** Opening Excerpted records block **
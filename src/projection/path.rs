//! Member paths and path sets.

use indexmap::IndexMap;
use std::collections::HashSet;
use std::fmt;

/// Dotted member path, e.g. `employees.manager.name`.
///
/// Never empty. Segments keep the caller's casing; matching against members
/// is case-insensitive and happens during compilation, where a member whose
/// name matches exactly wins over a case-folded one.
#[derive(Debug, Clone, PartialEq, Eq, Hash)]
pub struct MemberPath {
    segments: Vec<String>,
}

impl MemberPath {
    /// Parse a dotted path. Blank segments are skipped; `None` when nothing
    /// is left.
    pub fn parse(path: &str) -> Option<Self> {
        let segments: Vec<String> = path
            .split('.')
            .map(str::trim)
            .filter(|s| !s.is_empty())
            .map(str::to_string)
            .collect();
        if segments.is_empty() {
            None
        } else {
            Some(Self { segments })
        }
    }

    pub fn segments(&self) -> &[String] {
        &self.segments
    }

    pub fn segment(&self, depth: usize) -> Option<&str> {
        self.segments.get(depth).map(String::as_str)
    }

    /// Whether the path continues past `depth`.
    pub fn continues_after(&self, depth: usize) -> bool {
        depth + 1 < self.segments.len()
    }
}

impl fmt::Display for MemberPath {
    fn fmt(&self, f: &mut fmt::Formatter<'_>) -> fmt::Result {
        write!(f, "{}", self.segments.join("."))
    }
}

/// A deduplicated set of member paths, in insertion order.
///
/// Paths are compared as written. `name` and `Name` are both kept; the
/// compiler folds them together when they resolve to the same member.
#[derive(Debug, Clone, Default)]
pub struct PathSet {
    paths: Vec<MemberPath>,
    seen: HashSet<MemberPath>,
}

impl PathSet {
    pub fn new() -> Self {
        Self::default()
    }

    /// Parse a comma-separated list such as `"name, employees.name"`.
    pub fn parse_list(list: &str) -> Self {
        list.split(',').collect()
    }

    /// Insert a dotted path. Returns `false` for blank or duplicate paths.
    pub fn insert(&mut self, path: &str) -> bool {
        match MemberPath::parse(path) {
            Some(path) => self.insert_path(path),
            None => false,
        }
    }

    pub fn insert_path(&mut self, path: MemberPath) -> bool {
        if self.seen.insert(path.clone()) {
            self.paths.push(path);
            true
        } else {
            false
        }
    }

    pub fn union(&mut self, other: &PathSet) {
        for path in &other.paths {
            self.insert_path(path.clone());
        }
    }

    pub fn contains(&self, path: &str) -> bool {
        MemberPath::parse(path).map_or(false, |p| self.seen.contains(&p))
    }

    pub fn iter(&self) -> impl Iterator<Item = &MemberPath> {
        self.paths.iter()
    }

    pub fn len(&self) -> usize {
        self.paths.len()
    }

    pub fn is_empty(&self) -> bool {
        self.paths.is_empty()
    }

    /// Paths as dotted strings, in insertion order.
    pub fn to_strings(&self) -> Vec<String> {
        self.paths.iter().map(ToString::to_string).collect()
    }
}

impl<S: AsRef<str>> FromIterator<S> for PathSet {
    fn from_iter<I: IntoIterator<Item = S>>(iter: I) -> Self {
        let mut set = PathSet::new();
        for path in iter {
            set.insert(path.as_ref());
        }
        set
    }
}

impl<S: AsRef<str>> Extend<S> for PathSet {
    fn extend<I: IntoIterator<Item = S>>(&mut self, iter: I) {
        for path in iter {
            self.insert(path.as_ref());
        }
    }
}

/// Paths sharing one segment at a given depth.
#[derive(Debug)]
pub struct SegmentGroup<'a> {
    pub segment: &'a str,
    pub paths: Vec<&'a MemberPath>,
}

/// Group `paths` by their exact segment at `depth`.
///
/// Groups come out in first-seen order and each keeps its paths in input
/// order. Paths too short to have a segment at `depth` are skipped.
pub fn group_by_segment<'a>(paths: &[&'a MemberPath], depth: usize) -> Vec<SegmentGroup<'a>> {
    let mut groups: IndexMap<&'a str, SegmentGroup<'a>> = IndexMap::new();

    for &path in paths {
        let Some(segment) = path.segment(depth) else {
            continue;
        };
        groups
            .entry(segment)
            .or_insert_with(|| SegmentGroup {
                segment,
                paths: Vec::new(),
            })
            .paths
            .push(path);
    }

    groups.into_values().collect()
}

#[cfg(test)]
mod tests {
    use super::*;

    #[test]
    fn test_parse_path() {
        let path = MemberPath::parse("company.employees.name").unwrap();
        assert_eq!(path.segments(), &["company", "employees", "name"]);
        assert_eq!(path.to_string(), "company.employees.name");

        assert_eq!(MemberPath::parse(" a . b ").unwrap().segments(), &["a", "b"]);
        assert!(MemberPath::parse("").is_none());
        assert!(MemberPath::parse("..").is_none());
    }

    #[test]
    fn test_set_dedupes_exact_paths() {
        let mut set = PathSet::new();
        assert!(set.insert("Employees.Name"));
        assert!(!set.insert(" Employees . Name "));
        assert!(!set.insert(""));
        assert!(set.insert("employees.name"), "other casing is a distinct path");
        assert_eq!(set.len(), 2);
        assert!(set.contains("employees.name"));
        assert!(!set.contains("EMPLOYEES.NAME"));
        assert_eq!(set.to_strings(), vec!["Employees.Name", "employees.name"]);
    }

    #[test]
    fn test_parse_list_trims() {
        let set = PathSet::parse_list("name, employees.name ,, employees.manager.name");
        assert_eq!(
            set.to_strings(),
            vec!["name", "employees.name", "employees.manager.name"]
        );
    }

    #[test]
    fn test_group_is_stable_partition() {
        let set: PathSet = ["name", "employees.name", "Employees.manager.name", "id"]
            .into_iter()
            .collect();
        let paths: Vec<&MemberPath> = set.iter().collect();

        let groups = group_by_segment(&paths, 0);
        let keys: Vec<&str> = groups.iter().map(|g| g.segment).collect();
        assert_eq!(keys, vec!["name", "employees", "Employees", "id"]);
        assert_eq!(groups[1].paths[0].to_string(), "employees.name");
        assert_eq!(groups[2].paths[0].to_string(), "Employees.manager.name");

        // Second level only sees the continuing paths
        let continuing: Vec<&MemberPath> = groups[1]
            .paths
            .iter()
            .chain(groups[2].paths.iter())
            .copied()
            .collect();
        let nested = group_by_segment(&continuing, 1);
        let keys: Vec<&str> = nested.iter().map(|g| g.segment).collect();
        assert_eq!(keys, vec!["name", "manager"]);
    }
}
** Closing Excerpted records block **
Task prompt:
Only lines containing the string "HashSet" are needed. Pull each of them out of the records above.

Problem solution:
use std::collections::HashSet;
    seen: HashSet<MemberPath>,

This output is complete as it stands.